Question:
How can I get my husband to help keep the house clean? I never noticed that he was a “messie” before we were married. Since I’m the one who likes the house clean and orderly, I’m the one who picks up after him and does all the housework. I’m getting tired of it; what should I do?
Answer: This is actually a fairly common problem. When you and your spouse fell in love, you weren’t thinking about housework. Now that you’re married, it’s a whole different ball game.
If your relationship is to thrive, you’ll have to find a mutually satisfactory way to manage this aspect of your life together. It may help to remember that, to a certain extent, this is a question of conflicting personalities. Creative types, for instance, are often less concerned about “neatness” than people who take a more “left-brain” approach to life.
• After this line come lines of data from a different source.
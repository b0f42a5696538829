//! Build orchestration for a single module.
//!
//! Backends generate commands, the sequencer runs them in order through a
//! tool runner, the linker maintains package links, and the composer writes
//! the environment files a workspace build includes.

pub mod backend;
pub mod compose;
pub mod events;
pub mod linker;
pub mod sequencer;
pub mod tool;

pub use backend::{backend_for, BackendKind, BuildBackend, ToolSettings};
pub use compose::{compose, ComposedEnvironment, EnvDocument, RunInfo};
pub use events::BuildEvent;
pub use linker::{LinkReport, PackageLinker};
pub use sequencer::{BuildSequencer, PlannedAction, PlannedStep, SequenceReport, Step};
pub use tool::{Invocation, SystemRunner, ToolRunner, ToolStatus};
impl<'a> BuildSequencer<'a> {
    pub fn new(
        module: &'a Module,
        stack: &'a Stack,
        resolution: &'a Resolution,
        backend: Box<dyn BuildBackend>,
        doc_tool: impl Into<String>,
    ) -> Self {
        let deps = DependencyGraph::from_stack(stack)
            .closure(stack, module.id(), &resolution.included)
            .into_iter()
            .filter_map(|id| stack.get(id))
            .collect();

        BuildSequencer {
            module,
            stack,
            resolution,
            backend,
            doc_tool: doc_tool.into(),
            deps,
            state: SequencerState::Ready,
        }
    }

    pub fn state(&self) -> &SequencerState {
        &self.state
    }

    /// Settings exported to every tool: dependencies first, the module last.
    fn tool_env(&self) -> BTreeMap<String, String> {
        let mut env = BTreeMap::new();
        for dep in &self.deps {
            env.extend(dep.env.iter().map(|(k, v)| (k.clone(), v.clone())));
        }
        env.extend(self.module.env.iter().map(|(k, v)| (k.clone(), v.clone())));
        env
    }

    fn with_env(&self, mut invocation: Invocation) -> Invocation {
        invocation.env = self.tool_env();
        invocation
    }

    fn linked_packages(&self) -> Vec<ModuleId> {
        self.resolution.packages(self.stack)
    }

    /// Every package-capable module of the stack.
    fn all_packages(&self) -> Vec<ModuleId> {
        self.stack
            .iter()
            .filter(|m| m.descriptor.role == ModuleRole::Package)
            .map(|m| m.id())
            .collect()
    }

    /// The steps this sequence would run, without running them.
    pub fn plan(&self) -> Vec<PlannedStep> {
        let module = self.module;
        let mut plan = Vec::new();

        if module.descriptor.hosts_packages() {
            plan.push(PlannedStep {
                step: Step::LinkPackages,
                action: PlannedAction::Link(self.linked_packages()),
            });
        }

        if module.rebuild {
            let action = match self.backend.clean(module) {
                CleanAction::RemoveCache(path) => PlannedAction::Remove(path),
                CleanAction::Run(inv) => PlannedAction::Run(self.with_env(inv)),
            };
            plan.push(PlannedStep {
                step: Step::Clean,
                action,
            });
        }

        if let Some(inv) = self.backend.configure(module, &self.deps, self.resolution) {
            plan.push(PlannedStep {
                step: Step::Configure,
                action: PlannedAction::Run(self.with_env(inv)),
            });
        }

        plan.push(PlannedStep {
            step: Step::Compile,
            action: PlannedAction::Run(self.with_env(self.backend.compile(module))),
        });

        if let Some(inv) = self.backend.install(module) {
            plan.push(PlannedStep {
                step: Step::Install,
                action: PlannedAction::Run(self.with_env(inv)),
            });
        }

        if module.build_doc {
            plan.push(PlannedStep {
                step: Step::Document,
                action: PlannedAction::RunIfAvailable {
                    tool: self.doc_tool.clone(),
                    invocation: self.with_env(self.backend.document(module)),
                },
            });
        }

        plan
    }

    /// Run every planned step, stopping at the first failure.
    pub fn run(&mut self, runner: &mut dyn ToolRunner) -> Result<SequenceReport, InstallError> {
        let mut report = SequenceReport::default();

        for planned in self.plan() {
            self.state = SequencerState::Running(planned.step);
            tracing::info!("{}: {}", self.module.name(), planned.step);

            match planned.action {
                PlannedAction::Link(ids) => {
                    let links = self.link(&ids)?;
                    report.warnings.extend(links.warnings.iter().cloned());
                    report.links = Some(links);
                }
                PlannedAction::Remove(path) => {
                    if let Err(e) = remove_file_if_exists(&path) {
                        tracing::error!("cannot remove {}: {}", path.display(), e);
                        return Err(self.abort(planned.step, runner));
                    }
                }
                PlannedAction::Run(inv) => self.execute(&inv, runner)?,
                PlannedAction::RunIfAvailable { tool, invocation } => {
                    if self.backend.links_all_packages_for_doc() {
                        let links = self.link(&self.all_packages())?;
                        report.warnings.extend(links.warnings);
                    }
                    if !runner.on_path(&tool) {
                        report.warnings.push(
                            Warning::ToolUnavailable {
                                module: self.module.name().to_string(),
                                tool,
                            }
                            .emit(),
                        );
                        report.skipped.push(planned.step);
                        continue;
                    }
                    self.execute(&invocation, runner)?;
                }
            }

            report.completed.push(planned.step);
        }

        self.state = SequencerState::Finished;
        Ok(report)
    }

    fn link(&self, ids: &[ModuleId]) -> Result<LinkReport, InstallError> {
        let packages: Vec<&Module> = ids.iter().filter_map(|id| self.stack.get(*id)).collect();
        PackageLinker::new(self.module).refresh(&packages)
    }

    fn execute(&mut self, inv: &Invocation, runner: &mut dyn ToolRunner) -> Result<(), InstallError> {
        if !runner.on_path(&inv.program) {
            self.state = SequencerState::Aborted {
                step: inv.step,
                reason: format!("{} not found", inv.program),
            };
            return Err(InstallError::ToolUnavailable {
                module: self.module.name().to_string(),
                tool: inv.program.clone(),
                step: inv.step,
            });
        }

        if inv.step == Step::Configure {
            if let Err(e) = ensure_dir(&inv.cwd) {
                tracing::error!("cannot create {}: {}", inv.cwd.display(), e);
                return Err(self.abort(inv.step, runner));
            }
        }

        tracing::debug!("{}: running `{}`", self.module.name(), inv.display_command());
        match runner.run(inv) {
            Ok(status) if status.success() => Ok(()),
            Ok(status) => {
                tracing::error!(
                    "{}: `{}` exited with {:?}",
                    self.module.name(),
                    inv.display_command(),
                    status.code
                );
                Err(self.abort(inv.step, runner))
            }
            Err(e) => {
                tracing::error!("{}: {:#}", self.module.name(), e);
                Err(self.abort(inv.step, runner))
            }
        }
    }

    fn abort(&mut self, step: Step, runner: &dyn ToolRunner) -> InstallError {
        let reason = step.failure_reason();
        self.state = SequencerState::Aborted {
            step,
            reason: reason.clone(),
        };
        InstallError::BuildStepFailed {
            module: self.module.name().to_string(),
            step,
            reason,
            log: runner.log_file().to_path_buf(),
        }
    }
}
Ultimately, nobody can change another person. The only person you can change is yourself. But you can make positive alterations in your living situation and your relationship if you’re willing to approach the problem with patience, understanding and lots of love. Here are some guidelines to keep in mind:
- Be upfront and honest. Assume ownership of your feelings, then voice them candidly and respectfully. Approach the situation as equal partners with the goal of working out an arrangement that’s acceptable to both of you.
- Don’t attack your spouse. Confront the problem; don’t belittle the person.
- Encourage growth. When you see positive progress taking place, offer praise for your spouse’s efforts.
- Recognize that change takes time. Be patient, and let your spouse know that you’re in this together for the long haul.
As you go through this process, try to view it as an opportunity for cooperation rather than conflict. A key to the challenge of marriage is striving to understand each other and seeking to meet each other’s needs. This is a great area in which to put these principles into practice.